URL_TRAIN = "http://download.tensorflow.org/data/iris_training.csv"
URL_TEST = "http://download.tensorflow.org/data/iris_test.csv"


def downloadDataset(url, file):
    if not os.path.exists(PATH_DATASET):
        os.makedirs(PATH_DATASET)
    if not os.path.exists(file):
        data = urlopen(url).read()
        with open(file, "wb") as f:
            f.write(data)
            f.close()


downloadDataset(URL_TRAIN, FILE_TRAIN)
downloadDataset(URL_TEST, FILE_TEST)

# The CSV features in our training & test data
feature_names = [
    'SepalLength',
    'SepalWidth',
    'PetalLength',
    'PetalWidth']


# Create an input function reading a file using the Dataset API
# Then provide the results to the Estimator API


def my_input_fn(file_path, perform_shuffle=False, repeat_count=1):
    def decode_csv(line):
        parsed_line = tf.decode_csv(line, [[0.], [0.], [0.], [0.], [0]])
        label = parsed_line[-1:]  # Last element is the label
        del parsed_line[-1]  # Delete last element
        features = parsed_line  # Everything but last elements are the features
        d = dict(zip(feature_names, features)), label
        return d

    dataset = (tf.contrib.data.TextLineDataset(file_path)  # Read text file
               .skip(1)  # Skip header row
               .map(decode_csv))  # Transform each elem by applying decode_csv fn
    if perform_shuffle:
        # Randomizes input using a window of 256 elements (read into memory)
        dataset = dataset.shuffle(buffer_size=256)
    # dataset = dataset.repeat(repeat_count)  # Repeats dataset this # times
    dataset = dataset.repeat()
    dataset = dataset.batch(32)  # Batch size to use
    iterator = dataset.make_one_shot_iterator()
    batch_features, batch_labels = iterator.get_next()
    return batch_features, batch_labels


next_batch = my_input_fn(FILE_TRAIN, True)  # Will return 32 random elements

# Create the feature_columns, which specifies the input to our model
# All our input features are numeric, so use numeric_column for each one
feature_columns = [tf.feature_column.numeric_column(k) for k in feature_names]

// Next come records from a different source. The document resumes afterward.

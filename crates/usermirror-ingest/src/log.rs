//! Per-run report verbosity.
//!
//! Each ingest or backfill call carries its own [`LogLevel`]. Reports about
//! individual events (skips, gaps, stale updates) go through a [`RunLog`] so
//! a noisy backfill can be run quietly without touching the global filter.

use crate::error::{Error, Result};
use std::fmt;
use std::str::FromStr;

/// Verbosity threshold for per-event reports. Ordered from quietest to
/// noisiest.
#[derive(Debug, Clone, Copy, PartialEq, Eq, PartialOrd, Ord, Default)]
pub enum LogLevel {
    Error,
    Warn,
    #[default]
    Info,
    Debug,
}

impl FromStr for LogLevel {
    type Err = Error;

    fn from_str(s: &str) -> Result<Self> {
        match s.trim().to_ascii_lowercase().as_str() {
            "error" => Ok(Self::Error),
            "warn" | "warning" => Ok(Self::Warn),
            "info" => Ok(Self::Info),
            "debug" | "trace" => Ok(Self::Debug),
            other => Err(Error::Config(format!("unknown log level '{other}'"))),
        }
    }
}

impl fmt::Display for LogLevel {
    fn fmt(&self, f: &mut fmt::Formatter<'_>) -> fmt::Result {
        let s = match self {
            Self::Error => "error",
            Self::Warn => "warn",
            Self::Info => "info",
            Self::Debug => "debug",
        };
        f.write_str(s)
    }
}

/// Emits tracing events at or below the run's threshold.
#[derive(Debug, Clone, Copy, Default)]
pub struct RunLog {
    level: LogLevel,
}

impl RunLog {
    pub fn new(level: LogLevel) -> Self {
        Self { level }
    }

    pub fn level(&self) -> LogLevel {
        self.level
    }

    pub fn enabled(&self, level: LogLevel) -> bool {
        level <= self.level
    }

    pub fn error(&self, args: fmt::Arguments<'_>) {
        if self.enabled(LogLevel::Error) {
            tracing::error!("{}", args);
        }
    }

    pub fn warn(&self, args: fmt::Arguments<'_>) {
        if self.enabled(LogLevel::Warn) {
            tracing::warn!("{}", args);
        }
    }

    pub fn info(&self, args: fmt::Arguments<'_>) {
        if self.enabled(LogLevel::Info) {
            tracing::info!("{}", args);
        }
    }

    pub fn debug(&self, args: fmt::Arguments<'_>) {
        if self.enabled(LogLevel::Debug) {
            tracing::debug!("{}", args);
        }
    }
}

# Create a deep neural network regression classifier
# Use the DNNClassifier pre-made estimator
config = RunConfig(save_checkpoints_steps=50, save_summary_steps=50)
classifier = tf.estimator.DNNClassifier(
    feature_columns=feature_columns,  # The input features to our model
    hidden_units=[10, 10],  # Two layers, each with 10 neurons
    n_classes=3,
    model_dir=PATH + '/model_dir',
    config=config)  # Path to where checkpoints etc are stored

experiment = Experiment(
    estimator=classifier,
    train_input_fn=lambda: my_input_fn(FILE_TRAIN, True, 8),
    eval_input_fn=lambda: my_input_fn(FILE_TEST, False, 4),
    eval_metrics=None,
    train_steps=1000,
    min_eval_frequency=50,
    eval_delay_secs=0
)

experiment.train_and_evaluate()

这是张量板结果:

enter image description here

是否有办法配置Experiment或DNNClassifier类,以便在训练集上计算精度度量并在张量板中显示?

1 个答案:

答案 0 :(得分:0)

您可以使用tf.summary.scalar在tensorboard中显示训练准确度,例如:

accuracy = tf.metrics.mean(some_tensor)
if mode == tf.estimator.ModeKeys.TRAIN:
   tf.summary.scalar('accuracy', accuracy[1])